### Working data
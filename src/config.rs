//! Immutable session configuration.

use std::time::Duration;

use crate::entities::Position;
use crate::error::GameError;

pub const DEFAULT_FPS: u32 = 30;

const PROJECTILE_GLYPHS: [&str; 12] = [".", "-", "_", ":", "!", "*", "#", "@", ")", "]", "}", ">"];

const ADVERSARY_GLYPHS: [&str; 12] = ["<", "O", "X", "W", "V", "A", "Z", "|", "\\", "/", ",", ";"];

#[derive(Clone, Debug, PartialEq)]
pub struct GameConfig {
    pub fps: u32,
    pub projectile_glyphs: Vec<String>,
    pub adversary_glyphs: Vec<String>,
    pub projectile_speed: i32,
    pub actor_start: Position,
    pub actor_glyph: String,
    paced: bool,
}

impl Default for GameConfig {
    fn default() -> Self {
        GameConfig {
            fps: DEFAULT_FPS,
            projectile_glyphs: PROJECTILE_GLYPHS.iter().map(|g| g.to_string()).collect(),
            adversary_glyphs: ADVERSARY_GLYPHS.iter().map(|g| g.to_string()).collect(),
            projectile_speed: 1,
            actor_start: Position::ORIGIN,
            actor_glyph: " ".to_string(),
            paced: true,
        }
    }
}

impl GameConfig {
    /// Same as the default but never sleeps between frames.
    pub fn unpaced() -> Self {
        GameConfig {
            paced: false,
            ..GameConfig::default()
        }
    }

    pub fn validate(&self) -> Result<(), GameError> {
        if self.projectile_glyphs.is_empty() {
            return Err(GameError::EmptyPalette("projectile"));
        }
        if self.adversary_glyphs.is_empty() {
            return Err(GameError::EmptyPalette("adversary"));
        }
        if self.projectile_speed <= 0 {
            return Err(GameError::InvalidSpeed(self.projectile_speed));
        }
        if self.fps == 0 {
            return Err(GameError::InvalidFrameRate);
        }
        Ok(())
    }

    pub fn frame_duration(&self) -> Duration {
        if !self.paced || self.fps == 0 {
            return Duration::ZERO;
        }
        Duration::from_secs(1) / self.fps
    }
}
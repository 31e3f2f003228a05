use clap::{Args, Parser, Subcommand};
use metrics_exporter_statsd::StatsdBuilder;
use std::path::PathBuf;
use tracing_subscriber::EnvFilter;
use tracing_subscriber::prelude::*;
use view_counter::errors::ViewCounterError;
use view_counter::signature::SignatureVerifier;

mod config;

use config::{Config, ConfigError, LoggingConfig, MetricsConfig};

#[derive(Parser)]
#[command(version, about = "Storefront view counter proxy")]
struct Cli {
    #[command(subcommand)]
    command: CliCommand,
}

#[derive(Subcommand)]
enum CliCommand {
    /// Run the view counter proxy
    ViewCounter(RunArgs),
    /// Print the signature header value for a request body
    Sign(SignArgs),
}

#[derive(Args)]
struct RunArgs {
    #[arg(long)]
    config_file: PathBuf,
}

#[derive(Args)]
struct SignArgs {
    #[arg(long, env = view_counter::config::ENV_SHARED_SECRET, hide_env_values = true)]
    secret: String,
    /// File holding the exact request body
    body_file: PathBuf,
}

#[derive(thiserror::Error, Debug)]
enum CliError {
    #[error(transparent)]
    Config(#[from] ConfigError),
    #[error("io error: {0}")]
    Io(#[from] std::io::Error),
    #[error("could not install logging: {0}")]
    Logging(#[from] tracing_subscriber::util::TryInitError),
    #[error("could not install metrics recorder: {0}")]
    Metrics(String),
    #[error(transparent)]
    ViewCounter(#[from] ViewCounterError),
}

fn main() -> Result<(), CliError> {
    // A missing .env file is fine, the environment may already be populated
    let _ = dotenvy::dotenv();
    let cli = Cli::parse();

    match cli.command {
        CliCommand::Sign(args) => {
            let body = std::fs::read(&args.body_file)?;
            println!("{}", SignatureVerifier::new(args.secret).sign(&body));
            Ok(())
        }
        CliCommand::ViewCounter(args) => {
            let mut config = Config::from_file(&args.config_file)?;
            config.view_counter.apply_env(|key| std::env::var(key).ok());

            let _sentry = init_logging(config.common.logging.as_ref())?;
            if let Some(metrics_config) = &config.common.metrics {
                init_metrics(metrics_config)?;
            }

            let rt = tokio::runtime::Builder::new_multi_thread()
                .enable_all()
                .build()?;
            rt.block_on(view_counter::run(config.view_counter))?;
            Ok(())
        }
    }
}

/// Installs the fmt subscriber, plus the Sentry layer when a DSN is configured.
///
/// The returned guard flushes pending Sentry events on drop.
fn init_logging(
    config: Option<&LoggingConfig>,
) -> Result<Option<sentry::ClientInitGuard>, CliError> {
    let guard = config
        .and_then(|c| c.sentry_dsn.as_deref())
        .map(|dsn| {
            sentry::init((
                dsn,
                sentry::ClientOptions {
                    release: sentry::release_name!(),
                    ..Default::default()
                },
            ))
        });

    let filter = EnvFilter::try_from_default_env().unwrap_or_else(|_| EnvFilter::new("info"));
    tracing_subscriber::registry()
        .with(filter)
        .with(tracing_subscriber::fmt::layer())
        .with(guard.as_ref().map(|_| sentry::integrations::tracing::layer()))
        .try_init()?;

    Ok(guard)
}

fn init_metrics(config: &MetricsConfig) -> Result<(), CliError> {
    let recorder = StatsdBuilder::from(config.statsd_host.as_str(), config.statsd_port)
        .build(Some("viewproxy"))
        .map_err(|e| CliError::Metrics(e.to_string()))?;
    metrics::set_global_recorder(recorder).map_err(|e| CliError::Metrics(e.to_string()))?;

    shared::metrics_defs::describe_all(view_counter::metrics_defs::ALL_METRICS);
    tracing::info!(
        host = %config.statsd_host,
        port = config.statsd_port,
        "Sending metrics to statsd"
    );
    Ok(())
}
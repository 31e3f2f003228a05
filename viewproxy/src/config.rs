use serde::Deserialize;
use std::fs::File;
use view_counter::config::Config as ViewCounterConfig;

#[derive(Deserialize, Debug)]
pub struct MetricsConfig {
    pub statsd_host: String,
    pub statsd_port: u16,
}

#[derive(Deserialize, Debug)]
pub struct LoggingConfig {
    pub sentry_dsn: Option<String>,
}

#[derive(Deserialize, Debug)]
pub struct CommonConfig {
    pub metrics: Option<MetricsConfig>,
    pub logging: Option<LoggingConfig>,
}

#[derive(Deserialize, Debug)]
pub struct Config {
    #[serde(flatten)]
    pub common: CommonConfig,
    pub view_counter: ViewCounterConfig,
}

impl Config {
    pub fn from_file(path: &std::path::Path) -> Result<Self, ConfigError> {
        let file = File::open(path)?;
        let data = serde_yaml::from_reader(file)?;

        Ok(data)
    }
}

#[derive(thiserror::Error, Debug)]
pub enum ConfigError {
    #[error("could not load config from file: {0}")]
    LoadError(#[from] std::io::Error),
    #[error("could not parse config: {0}")]
    ParseError(#[from] serde_yaml::Error),
}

### Work to complete
Print the records above again, every one, exactly as written.

### Answer to the problem
filename src/config.rs
//! Immutable session configuration.

use std::time::Duration;

use crate::entities::Position;
use crate::error::GameError;

pub const DEFAULT_FPS: u32 = 30;

const PROJECTILE_GLYPHS: [&str; 12] = [".", "-", "_", ":", "!", "*", "#", "@", ")", "]", "}", ">"];

const ADVERSARY_GLYPHS: [&str; 12] = ["<", "O", "X", "W", "V", "A", "Z", "|", "\\", "/", ",", ";"];

#[derive(Clone, Debug, PartialEq)]
pub struct GameConfig {
    pub fps: u32,
    pub projectile_glyphs: Vec<String>,
    pub adversary_glyphs: Vec<String>,
    pub projectile_speed: i32,
    pub actor_start: Position,
    pub actor_glyph: String,
    paced: bool,
}

impl Default for GameConfig {
    fn default() -> Self {
        GameConfig {
            fps: DEFAULT_FPS,
            projectile_glyphs: PROJECTILE_GLYPHS.iter().map(|g| g.to_string()).collect(),
            adversary_glyphs: ADVERSARY_GLYPHS.iter().map(|g| g.to_string()).collect(),
            projectile_speed: 1,
            actor_start: Position::ORIGIN,
            actor_glyph: " ".to_string(),
            paced: true,
        }
    }
}

impl GameConfig {
    /// Same as the default but never sleeps between frames.
    pub fn unpaced() -> Self {
        GameConfig {
            paced: false,
            ..GameConfig::default()
        }
    }

    pub fn validate(&self) -> Result<(), GameError> {
        if self.projectile_glyphs.is_empty() {
            return Err(GameError::EmptyPalette("projectile"));
        }
        if self.adversary_glyphs.is_empty() {
            return Err(GameError::EmptyPalette("adversary"));
        }
        if self.projectile_speed <= 0 {
            return Err(GameError::InvalidSpeed(self.projectile_speed));
        }
        if self.fps == 0 {
            return Err(GameError::InvalidFrameRate);
        }
        Ok(())
    }

    pub fn frame_duration(&self) -> Duration {
        if !self.paced || self.fps == 0 {
            return Duration::ZERO;
        }
        Duration::from_secs(1) / self.fps
    }
}
repository 31e3f2f003228a05
use clap::{Args, Parser, Subcommand};
use metrics_exporter_statsd::StatsdBuilder;
use std::path::PathBuf;
use tracing_subscriber::EnvFilter;
use tracing_subscriber::prelude::*;
use view_counter::errors::ViewCounterError;
use view_counter::signature::SignatureVerifier;

mod config;

use config::{Config, ConfigError, LoggingConfig, MetricsConfig};

#[derive(Parser)]
#[command(version, about = "Storefront view counter proxy")]
struct Cli {
    #[command(subcommand)]
    command: CliCommand,
}

#[derive(Subcommand)]
enum CliCommand {
    /// Run the view counter proxy
    ViewCounter(RunArgs),
    /// Print the signature header value for a request body
    Sign(SignArgs),
}

#[derive(Args)]
struct RunArgs {
    #[arg(long)]
    config_file: PathBuf,
}

#[derive(Args)]
struct SignArgs {
    #[arg(long, env = view_counter::config::ENV_SHARED_SECRET, hide_env_values = true)]
    secret: String,
    /// File holding the exact request body
    body_file: PathBuf,
}

#[derive(thiserror::Error, Debug)]
enum CliError {
    #[error(transparent)]
    Config(#[from] ConfigError),
    #[error("io error: {0}")]
    Io(#[from] std::io::Error),
    #[error("could not install logging: {0}")]
    Logging(#[from] tracing_subscriber::util::TryInitError),
    #[error("could not install metrics recorder: {0}")]
    Metrics(String),
    #[error(transparent)]
    ViewCounter(#[from] ViewCounterError),
}

fn main() -> Result<(), CliError> {
    // A missing .env file is fine, the environment may already be populated
    let _ = dotenvy::dotenv();
    let cli = Cli::parse();

    match cli.command {
        CliCommand::Sign(args) => {
            let body = std::fs::read(&args.body_file)?;
            println!("{}", SignatureVerifier::new(args.secret).sign(&body));
            Ok(())
        }
        CliCommand::ViewCounter(args) => {
            let mut config = Config::from_file(&args.config_file)?;
            config.view_counter.apply_env(|key| std::env::var(key).ok());

            let _sentry = init_logging(config.common.logging.as_ref())?;
            if let Some(metrics_config) = &config.common.metrics {
                init_metrics(metrics_config)?;
            }

            let rt = tokio::runtime::Builder::new_multi_thread()
                .enable_all()
                .build()?;
            rt.block_on(view_counter::run(config.view_counter))?;
            Ok(())
        }
    }
}

/// Installs the fmt subscriber, plus the Sentry layer when a DSN is configured.
///
/// The returned guard flushes pending Sentry events on drop.
fn init_logging(
    config: Option<&LoggingConfig>,
) -> Result<Option<sentry::ClientInitGuard>, CliError> {
    let guard = config
        .and_then(|c| c.sentry_dsn.as_deref())
        .map(|dsn| {
            sentry::init((
                dsn,
                sentry::ClientOptions {
                    release: sentry::release_name!(),
                    ..Default::default()
                },
            ))
        });

    let filter = EnvFilter::try_from_default_env().unwrap_or_else(|_| EnvFilter::new("info"));
    tracing_subscriber::registry()
        .with(filter)
        .with(tracing_subscriber::fmt::layer())
        .with(guard.as_ref().map(|_| sentry::integrations::tracing::layer()))
        .try_init()?;

    Ok(guard)
}

fn init_metrics(config: &MetricsConfig) -> Result<(), CliError> {
    let recorder = StatsdBuilder::from(config.statsd_host.as_str(), config.statsd_port)
        .build(Some("viewproxy"))
        .map_err(|e| CliError::Metrics(e.to_string()))?;
    metrics::set_global_recorder(recorder).map_err(|e| CliError::Metrics(e.to_string()))?;

    shared::metrics_defs::describe_all(view_counter::metrics_defs::ALL_METRICS);
    tracing::info!(
        host = %config.statsd_host,
        port = config.statsd_port,
        "Sending metrics to statsd"
    );
    Ok(())
}
repository 31e3f2f003228a05
filename viewproxy/src/config.rs
use serde::Deserialize;
use std::fs::File;
use view_counter::config::Config as ViewCounterConfig;

#[derive(Deserialize, Debug)]
pub struct MetricsConfig {
    pub statsd_host: String,
    pub statsd_port: u16,
}

#[derive(Deserialize, Debug)]
pub struct LoggingConfig {
    pub sentry_dsn: Option<String>,
}

#[derive(Deserialize, Debug)]
pub struct CommonConfig {
    pub metrics: Option<MetricsConfig>,
    pub logging: Option<LoggingConfig>,
}

#[derive(Deserialize, Debug)]
pub struct Config {
    #[serde(flatten)]
    pub common: CommonConfig,
    pub view_counter: ViewCounterConfig,
}

impl Config {
    pub fn from_file(path: &std::path::Path) -> Result<Self, ConfigError> {
        let file = File::open(path)?;
        let data = serde_yaml::from_reader(file)?;

        Ok(data)
    }
}

#[derive(thiserror::Error, Debug)]
pub enum ConfigError {
    #[error("could not load config from file: {0}")]
    LoadError(#[from] std::io::Error),
    #[error("could not parse config: {0}")]
    ParseError(#[from] serde_yaml::Error),
}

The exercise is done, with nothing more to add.